With the El Nino phenomenon looming in the next coming months from June 2014, plantation stocks remain well supported even though CPO prices have been trading lower (June 2014).
Traders expect CPO prices to rebound in view of the deteriorating weather conditions, which would translate into better earnings for plantation companies.
The current (June 2014) dry and hot weather is actually caused by Southeast monsoon and the much talked about Ei Nino has not arrived yet. Nevertheless, expects the weather to have an impact on CPO prices.
The past few months prior to June 2014 weakness in CPO prices was partly due to the rain, which removed concerns about Ei Nino. Now (June 2014) the weather has gotten hot and dry again – the same conditions that drove the market higher in the 1QFY12014.
There will be some immediate effect on production but main impact will only be see n in 12 months from June 2014. The extent of the impact will depend on the severity of the dry spell.
Malaysian’s palm oil inventory has been rising these past three months prior to June 2014.
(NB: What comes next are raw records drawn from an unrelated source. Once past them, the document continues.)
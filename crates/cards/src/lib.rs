mod brand;
pub mod format;
mod validate;

use std::{str::FromStr, sync::LazyLock};

pub use brand::{max_security_code_length, CardBrand};
use common_utils::errors;
use error_stack::report;
#[cfg(not(target_arch = "wasm32"))]
use form_env::logger;
use masking::{PeekInterface, Secret, StrongSecret};
use regex::Regex;
use serde::{Deserialize, Deserializer, Serialize};
pub use validate::*;

/// Fewest digits a security code may carry.
pub const MIN_CARD_SECURITY_CODE_LENGTH: usize = 3;

/// Card security code (CVV / CVC) as typed by the cardholder.
///
/// Only a lower bound is checked here. The brand specific upper bound is enforced while the
/// code is being typed, see [`format::format_cvv`].
#[derive(Clone, Debug, PartialEq, Eq, Serialize)]
#[serde(transparent)]
pub struct CardSecurityCode(StrongSecret<String>);

impl CardSecurityCode {
    pub fn new(secret: StrongSecret<String>) -> errors::CustomResult<Self, errors::ValidationError> {
        let csc = secret.peek();

        if csc.is_empty() {
            Err(report!(errors::ValidationError::MissingRequiredField {
                field_name: "cvv".to_string()
            }))
        } else if csc.chars().count() >= MIN_CARD_SECURITY_CODE_LENGTH {
            Ok(Self(secret))
        } else {
            Err(report!(errors::ValidationError::InvalidValue {
                message: "invalid card security code".to_string()
            }))
        }
    }
}

impl TryFrom<String> for CardSecurityCode {
    type Error = error_stack::Report<errors::ValidationError>;

    fn try_from(value: String) -> Result<Self, Self::Error> {
        Self::new(StrongSecret::new(value))
    }
}

impl<'de> Deserialize<'de> for CardSecurityCode {
    fn deserialize<D: Deserializer<'de>>(d: D) -> Result<Self, D::Error> {
        let csc = String::deserialize(d)?;
        Self::try_from(csc).map_err(|err| serde::de::Error::custom(err.current_context()))
    }
}

/// Card expiry in the `MM/YY` shape produced by [`format::format_expiry_date`].
///
/// The month is not range checked and the date is not compared with today.
#[derive(Clone, Debug, PartialEq, Eq, Serialize)]
#[serde(transparent)]
pub struct CardExpiration(Secret<String>);

static EXPIRY_DATE_REGEX: LazyLock<Option<Regex>> = LazyLock::new(|| {
    Regex::new(r"^[0-9]{2}/[0-9]{2}$")
        .map_err(|_error| {
            #[cfg(not(target_arch = "wasm32"))]
            logger::error!(?_error, "expiry date regex failed to compile");
        })
        .ok()
});

impl CardExpiration {
    pub fn new(secret: Secret<String>) -> errors::CustomResult<Self, errors::ValidationError> {
        let expiry = secret.peek();

        if expiry.is_empty() {
            return Err(report!(errors::ValidationError::MissingRequiredField {
                field_name: "expiry_date".to_string()
            }));
        }

        let well_formed = EXPIRY_DATE_REGEX
            .as_ref()
            .is_some_and(|regex| regex.is_match(expiry));

        if well_formed {
            Ok(Self(secret))
        } else {
            Err(report!(errors::ValidationError::InvalidValue {
                message: "invalid card expiration date".to_string()
            }))
        }
    }

    /// Two digit month, as typed.
    pub fn get_month(&self) -> &str {
        self.0.peek().get(..2).unwrap_or_default()
    }

    /// Two digit year, as typed.
    pub fn get_year(&self) -> &str {
        self.0.peek().get(3..).unwrap_or_default()
    }
}

impl FromStr for CardExpiration {
    type Err = error_stack::Report<errors::ValidationError>;

    fn from_str(s: &str) -> Result<Self, Self::Err> {
        Self::new(Secret::new(s.to_string()))
    }
}

impl<'de> Deserialize<'de> for CardExpiration {
    fn deserialize<D: Deserializer<'de>>(d: D) -> Result<Self, D::Error> {
        let expiry = String::deserialize(d)?;
        Self::from_str(&expiry).map_err(|err| serde::de::Error::custom(err.current_context()))
    }
}

impl PeekInterface<StrongSecret<String>> for CardSecurityCode {
    fn peek(&self) -> &StrongSecret<String> {
        &self.0
    }
}

impl PeekInterface<Secret<String>> for CardExpiration {
    fn peek(&self) -> &Secret<String> {
        &self.0
    }
}
//!
//! Logger of the payment form engine.
//!

pub use tracing::{debug, error, event as log, info, info_span, warn, Level};
pub use tracing_attributes::instrument;

pub mod config;
mod defaults;
pub use self::config::Config;

pub mod setup;
pub use setup::{setup, TelemetryGuard};

pub mod types;
pub use types::{Flow, Tag};
//! Types.

use serde::Deserialize;
use strum::{Display, EnumString};

/// Category and tag of log event.
///
/// Don't hesitate to add your variant if it is missing here.
#[derive(Debug, Default, Deserialize, Clone, Copy, Display, EnumString, PartialEq, Eq)]
pub enum Tag {
    /// General.
    #[default]
    General,
    /// Keystroke level change of a form field.
    FieldChange,
    /// Validation of the active payment method.
    Validation,
    /// Payment data handed to the submit collaborator.
    Submission,
}

/// Payment form flow
#[derive(Debug, Display, Clone, Copy, PartialEq, Eq)]
pub enum Flow {
    /// A payment method tab was selected.
    PaymentMethodSelect,
    /// A form field was edited.
    PaymentFieldUpdate,
    /// The form was submitted.
    PaymentSubmit,
    /// The form was reset.
    PaymentFormReset,
}
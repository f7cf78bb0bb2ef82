//!
//! This module holds traits for extending functionalities for existing datatypes
//! & inbuilt datatypes.
//!

/// Extending functionalities of configuration values
pub trait ConfigExt {
    /// Returns whether the value of `self` is the default value for `Self`.
    fn is_default(&self) -> bool
    where
        Self: Default + PartialEq<Self>,
    {
        *self == Self::default()
    }

    /// Returns whether the value of `self` is empty after trimming whitespace on both left and
    /// right ends.
    fn is_empty_after_trim(&self) -> bool;

    /// Returns whether the value of `self` is the default value for `Self` or empty after trimming
    /// whitespace on both left and right ends.
    fn is_default_or_empty(&self) -> bool
    where
        Self: Default + PartialEq<Self>,
    {
        self.is_default() || self.is_empty_after_trim()
    }
}

impl ConfigExt for String {
    fn is_empty_after_trim(&self) -> bool {
        self.trim().is_empty()
    }
}
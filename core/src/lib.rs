/*
 * lib.rs
 * Copyright (C) 2026 Chris Burdess
 *
 * This file is part of Scadenziario, a mailbox date-extraction exporter.
 *
 * Scadenziario is free software: you can redistribute it and/or modify
 * it under the terms of the GNU General Public License as published by
 * the Free Software Foundation, either version 3 of the License, or
 * (at your option) any later version.
 *
 * Scadenziario is distributed in the hope that it will be useful,
 * but WITHOUT ANY WARRANTY; without even the implied warranty of
 * MERCHANTABILITY or FITNESS FOR A PARTICULAR PURPOSE.  See the
 * GNU General Public License for more details.
 *
 * You should have received a copy of the GNU General Public License
 * along with Scadenziario.  If not, see <http://www.gnu.org/licenses/>.
 */

//! Scadenziario core: export recent mailbox messages from Microsoft Graph,
//! extract the calendar dates mentioned in their bodies, and write a
//! tabular file.
//!
//! Pipeline: configuration → folder resolution → filtered paginated query →
//! per-message date extraction → row projection → sink. Authentication and
//! the sink are capabilities injected at the edges; see `run::run_export`.

pub mod body;
pub mod config;
pub mod error;
pub mod extract;
pub mod graph;
pub mod http;
pub mod json;
pub mod net;
pub mod oauth;
pub mod project;
pub mod retry;
pub mod run;
pub mod sink;

pub use config::{Overrides, RunConfig};
pub use error::Error;
pub use run::{run_export, RunSummary};
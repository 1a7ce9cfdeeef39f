/*
 * body.rs
 * Copyright (C) 2026 Chris Burdess
 *
 * This file is part of Scadenziario, a mailbox date-extraction exporter.
 *
 * Scadenziario is free software: you can redistribute it and/or modify
 * it under the terms of the GNU General Public License as published by
 * the Free Software Foundation, either version 3 of the License, or
 * (at your option) any later version.
 *
 * Scadenziario is distributed in the hope that it will be useful,
 * but WITHOUT ANY WARRANTY; without even the implied warranty of
 * MERCHANTABILITY or FITNESS FOR A PARTICULAR PURPOSE.  See the
 * GNU General Public License for more details.
 *
 * You should have received a copy of the GNU General Public License
 * along with Scadenziario.  If not, see <http://www.gnu.org/licenses/>.
 */

//! HTML body flattening for date extraction.
//!
//! The service delivers most bodies as HTML. The extractor works on plain
//! text, so tags become word separators, script/style content is dropped,
//! common entities are decoded, and whitespace runs collapse to one space.

/// Strip HTML to whitespace-normalized plain text.
pub fn html_to_text(html: &str) -> String {
    #[derive(PartialEq)]
    enum State {
        Text,
        Tag,
        /// Inside <script> or <style>; content skipped until the closing tag.
        Skip(&'static str),
    }

    let mut out = String::with_capacity(html.len() / 2);
    let mut state = State::Text;
    let mut tag = String::new();
    let mut rest = html;

    while let Some(c) = rest.chars().next() {
        match state {
            State::Text => {
                if c == '<' {
                    tag.clear();
                    state = State::Tag;
                } else if c == '&' {
                    let (decoded, consumed) = decode_entity(rest);
                    out.push_str(&decoded);
                    rest = &rest[consumed..];
                    continue;
                } else {
                    out.push(c);
                }
            }
            State::Tag => {
                if c == '>' {
                    let name = tag
                        .trim_start_matches('/')
                        .split(|c: char| c.is_whitespace() || c == '/')
                        .next()
                        .unwrap_or("")
                        .to_ascii_lowercase();
                    state = match name.as_str() {
                        "script" if !tag.starts_with('/') => State::Skip("script"),
                        "style" if !tag.starts_with('/') => State::Skip("style"),
                        _ => State::Text,
                    };
                    // Tags separate words ("<td>15</td><td>March</td>").
                    out.push(' ');
                } else {
                    tag.push(c);
                }
            }
            State::Skip(element) => {
                if c == '<' {
                    let closing = format!("</{}", element);
                    let matches_closing = rest
                        .get(..closing.len())
                        .is_some_and(|p| p.eq_ignore_ascii_case(&closing));
                    if matches_closing {
                        if let Some(end) = rest.find('>') {
                            rest = &rest[end + 1..];
                            state = State::Text;
                            out.push(' ');
                            continue;
                        }
                    }
                }
            }
        }
        rest = &rest[c.len_utf8()..];
    }

    collapse_whitespace(&out)
}

/// Decode one entity at the start of `s` (which begins with `&`).
/// Returns the replacement text and bytes consumed.
fn decode_entity(s: &str) -> (String, usize) {
    let end = match s[1..].find(';') {
        // Entities are short; an unterminated or overlong one is literal text.
        Some(i) if i <= 10 => i + 1,
        _ => return ("&".to_string(), 1),
    };
    let name = &s[1..end];
    let decoded = match name {
        "amp" => Some('&'),
        "lt" => Some('<'),
        "gt" => Some('>'),
        "quot" => Some('"'),
        "apos" => Some('\''),
        "nbsp" => Some(' '),
        _ => {
            if let Some(hex) = name.strip_prefix("#x").or_else(|| name.strip_prefix("#X")) {
                u32::from_str_radix(hex, 16).ok().and_then(char::from_u32)
            } else if let Some(dec) = name.strip_prefix('#') {
                dec.parse::<u32>().ok().and_then(char::from_u32)
            } else {
                None
            }
        }
    };
    match decoded {
        Some(c) => (c.to_string(), end + 1),
        None => ("&".to_string(), 1),
    }
}

fn collapse_whitespace(s: &str) -> String {
    let mut out = String::with_capacity(s.len());
    let mut in_ws = true; // leading whitespace dropped
    for c in s.chars() {
        if c.is_whitespace() {
            if !in_ws {
                out.push(' ');
                in_ws = true;
            }
        } else {
            out.push(c);
            in_ws = false;
        }
    }
    while out.ends_with(' ') {
        out.pop();
    }
    out
}

#[cfg(test)]
mod tests {
    use super::*;

    #[test]
    fn test_tags_become_separators() {
        assert_eq!(
            html_to_text("<p>Payment due on <b>15th March 2025</b></p>"),
            "Payment due on 15th March 2025"
        );
    }

    #[test]
    fn test_table_cells_do_not_merge() {
        assert_eq!(html_to_text("<td>15</td><td>March</td>"), "15 March");
    }

    #[test]
    fn test_script_and_style_dropped() {
        assert_eq!(
            html_to_text("<style>p { color: red }</style><p>due 10/03/2025</p><script>var x = '2020-01-01';</script>"),
            "due 10/03/2025"
        );
    }

    #[test]
    fn test_entities_decoded() {
        assert_eq!(
            html_to_text("a &amp; b&nbsp;&lt;c&gt; &#231;a &#x2013; ok"),
            "a & b <c> \u{e7}a \u{2013} ok"
        );
    }

    #[test]
    fn test_stray_ampersand_kept() {
        assert_eq!(html_to_text("AT&T and R&D"), "AT&T and R&D");
    }

    #[test]
    fn test_plain_text_unchanged() {
        assert_eq!(html_to_text("already plain\n text"), "already plain text");
    }
}
/*
 * patterns.rs
 * Copyright (C) 2026 Chris Burdess
 *
 * This file is part of Scadenziario, a mailbox date-extraction exporter.
 *
 * Scadenziario is free software: you can redistribute it and/or modify
 * it under the terms of the GNU General Public License as published by
 * the Free Software Foundation, either version 3 of the License, or
 * (at your option) any later version.
 *
 * Scadenziario is distributed in the hope that it will be useful,
 * but WITHOUT ANY WARRANTY; without even the implied warranty of
 * MERCHANTABILITY or FITNESS FOR A PARTICULAR PURPOSE.  See the
 * GNU General Public License for more details.
 *
 * You should have received a copy of the GNU General Public License
 * along with Scadenziario.  If not, see <http://www.gnu.org/licenses/>.
 */

//! Pattern-based date scanner: a fixed set of lexical templates.
//!
//! Templates (day-first numeric order):
//! - `DD/MM/YYYY`, `DD-MM-YY` — separators `/` or `-`, 2- or 4-digit year
//! - `YYYY-MM-DD`
//! - `D Mon YYYY` — month-name forms
//! - `Wed, 21 Nov` — weekday-prefixed, year from the anchor
//!
//! Each match is normalized independently; anything that is not a real
//! calendar date (`32/13/2025`) is dropped here, not reported.

use std::sync::OnceLock;

use chrono::{Datelike, NaiveDate};
use regex::Regex;

use crate::extract::{expand_two_digit_year, month_from_token, DateCandidate, Strategy};

struct Template {
    regex: Regex,
    normalize: fn(&regex::Captures<'_>, NaiveDate) -> Option<NaiveDate>,
}

fn templates() -> &'static [Template] {
    static TEMPLATES: OnceLock<Vec<Template>> = OnceLock::new();
    TEMPLATES.get_or_init(|| {
        vec![
            // 10/03/2025, 9-3-25
            Template {
                regex: Regex::new(r"\b(\d{1,2})[/-](\d{1,2})[/-](\d{2,4})\b").unwrap(),
                normalize: normalize_numeric_day_first,
            },
            // 2025-03-10
            Template {
                regex: Regex::new(r"\b(\d{4})-(\d{2})-(\d{2})\b").unwrap(),
                normalize: normalize_iso,
            },
            // 10 Mar 2025, 10 March 25
            Template {
                regex: Regex::new(
                    r"(?i)\b(\d{1,2})\s+(Jan|Feb|Mar|Apr|May|Jun|Jul|Aug|Sep|Oct|Nov|Dec)[a-z]*\s+(\d{2,4})\b",
                )
                .unwrap(),
                normalize: normalize_day_month_year,
            },
            // Fri, 21 Nov (year from the anchor)
            Template {
                regex: Regex::new(
                    r"(?i)\b(?:Mon|Tue|Wed|Thu|Fri|Sat|Sun)[a-z]*,\s*(\d{1,2})\s+(Jan|Feb|Mar|Apr|May|Jun|Jul|Aug|Sep|Oct|Nov|Dec)[a-z]*\b",
                )
                .unwrap(),
                normalize: normalize_weekday_day_month,
            },
        ]
    })
}

/// Scan `text` with every template.
pub(crate) fn scan(text: &str, anchor: NaiveDate) -> Vec<DateCandidate> {
    let mut out = Vec::new();
    for template in templates() {
        for captures in template.regex.captures_iter(text) {
            let position = captures.get(0).map(|m| m.start()).unwrap_or(0);
            if let Some(date) = (template.normalize)(&captures, anchor) {
                out.push(DateCandidate {
                    date,
                    position,
                    strategy: Strategy::Pattern,
                });
            }
        }
    }
    out
}

/// Year field as written: 4-digit kept, 2-digit windowed, 3-digit dropped.
fn year_field(raw: &str) -> Option<i32> {
    match raw.len() {
        4 => raw.parse().ok(),
        2 => raw.parse().ok().map(expand_two_digit_year),
        _ => None,
    }
}

fn normalize_numeric_day_first(
    captures: &regex::Captures<'_>,
    _anchor: NaiveDate,
) -> Option<NaiveDate> {
    let day: u32 = captures[1].parse().ok()?;
    let month: u32 = captures[2].parse().ok()?;
    let year = year_field(&captures[3])?;
    NaiveDate::from_ymd_opt(year, month, day)
}

fn normalize_iso(captures: &regex::Captures<'_>, _anchor: NaiveDate) -> Option<NaiveDate> {
    let year: i32 = captures[1].parse().ok()?;
    let month: u32 = captures[2].parse().ok()?;
    let day: u32 = captures[3].parse().ok()?;
    NaiveDate::from_ymd_opt(year, month, day)
}

fn normalize_day_month_year(
    captures: &regex::Captures<'_>,
    _anchor: NaiveDate,
) -> Option<NaiveDate> {
    let day: u32 = captures[1].parse().ok()?;
    let month = month_from_token(&captures[2])?;
    let year = year_field(&captures[3])?;
    NaiveDate::from_ymd_opt(year, month, day)
}

fn normalize_weekday_day_month(
    captures: &regex::Captures<'_>,
    anchor: NaiveDate,
) -> Option<NaiveDate> {
    let day: u32 = captures[1].parse().ok()?;
    let month = month_from_token(&captures[2])?;
    NaiveDate::from_ymd_opt(anchor.year(), month, day)
}

#[cfg(test)]
mod tests {
    use super::*;

    fn anchor() -> NaiveDate {
        NaiveDate::from_ymd_opt(2025, 3, 5).unwrap()
    }

    fn dates(text: &str) -> Vec<String> {
        scan(text, anchor())
            .into_iter()
            .map(|c| c.date.to_string())
            .collect()
    }

    #[test]
    fn test_numeric_day_first() {
        assert_eq!(dates("ref 10/03/2025 here"), vec!["2025-03-10"]);
        assert_eq!(dates("short 9-3-25"), vec!["2025-03-09"]);
    }

    #[test]
    fn test_iso() {
        assert_eq!(dates("on 2025-03-10 sharp"), vec!["2025-03-10"]);
    }

    #[test]
    fn test_day_month_name() {
        assert_eq!(dates("pay 10 Mar 2025 latest"), vec!["2025-03-10"]);
        assert_eq!(dates("10 March 25"), vec!["2025-03-10"]);
    }

    #[test]
    fn test_weekday_form_uses_anchor_year() {
        assert_eq!(dates("sent Fri, 21 Nov"), vec!["2025-11-21"]);
        assert_eq!(dates("Wednesday, 3 September"), vec!["2025-09-03"]);
    }

    #[test]
    fn test_invalid_dropped() {
        assert!(dates("32/13/2025").is_empty());
        assert!(dates("2025-02-30").is_empty());
        // 3-digit years have no sane reading.
        assert!(dates("1/2/345").is_empty());
    }

    #[test]
    fn test_no_match_inside_longer_numbers() {
        assert!(dates("order 123/456/78901").is_empty());
        assert!(dates("v1.2.3").is_empty());
    }

    #[test]
    fn test_positions_are_match_starts() {
        let candidates = scan("x 10/03/2025 y 2025-04-01", anchor());
        let positions: Vec<usize> = candidates.iter().map(|c| c.position).collect();
        assert_eq!(positions, vec![2, 15]);
    }
}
Industry observers expect CPO prices to rise towards the end of 2014, underpinned by lower CPO production and better export performances which is normally seen in the second half of 2014.
In addition, expect the impending Ei Nino in 2HFy2014 will exert upward pressure on CPO prices in anticipation of lower production in 2015.
The will translate into better earnings for plantation companies. However most plantation companies are trading at a high valuations, a sign that the EL Nino impact has been factored in by the market (20 June 2014). Even if there is a rebound in CPO prices, plantation companies’ price have factored it in already unless CPO price moves beyond rm300 per tone.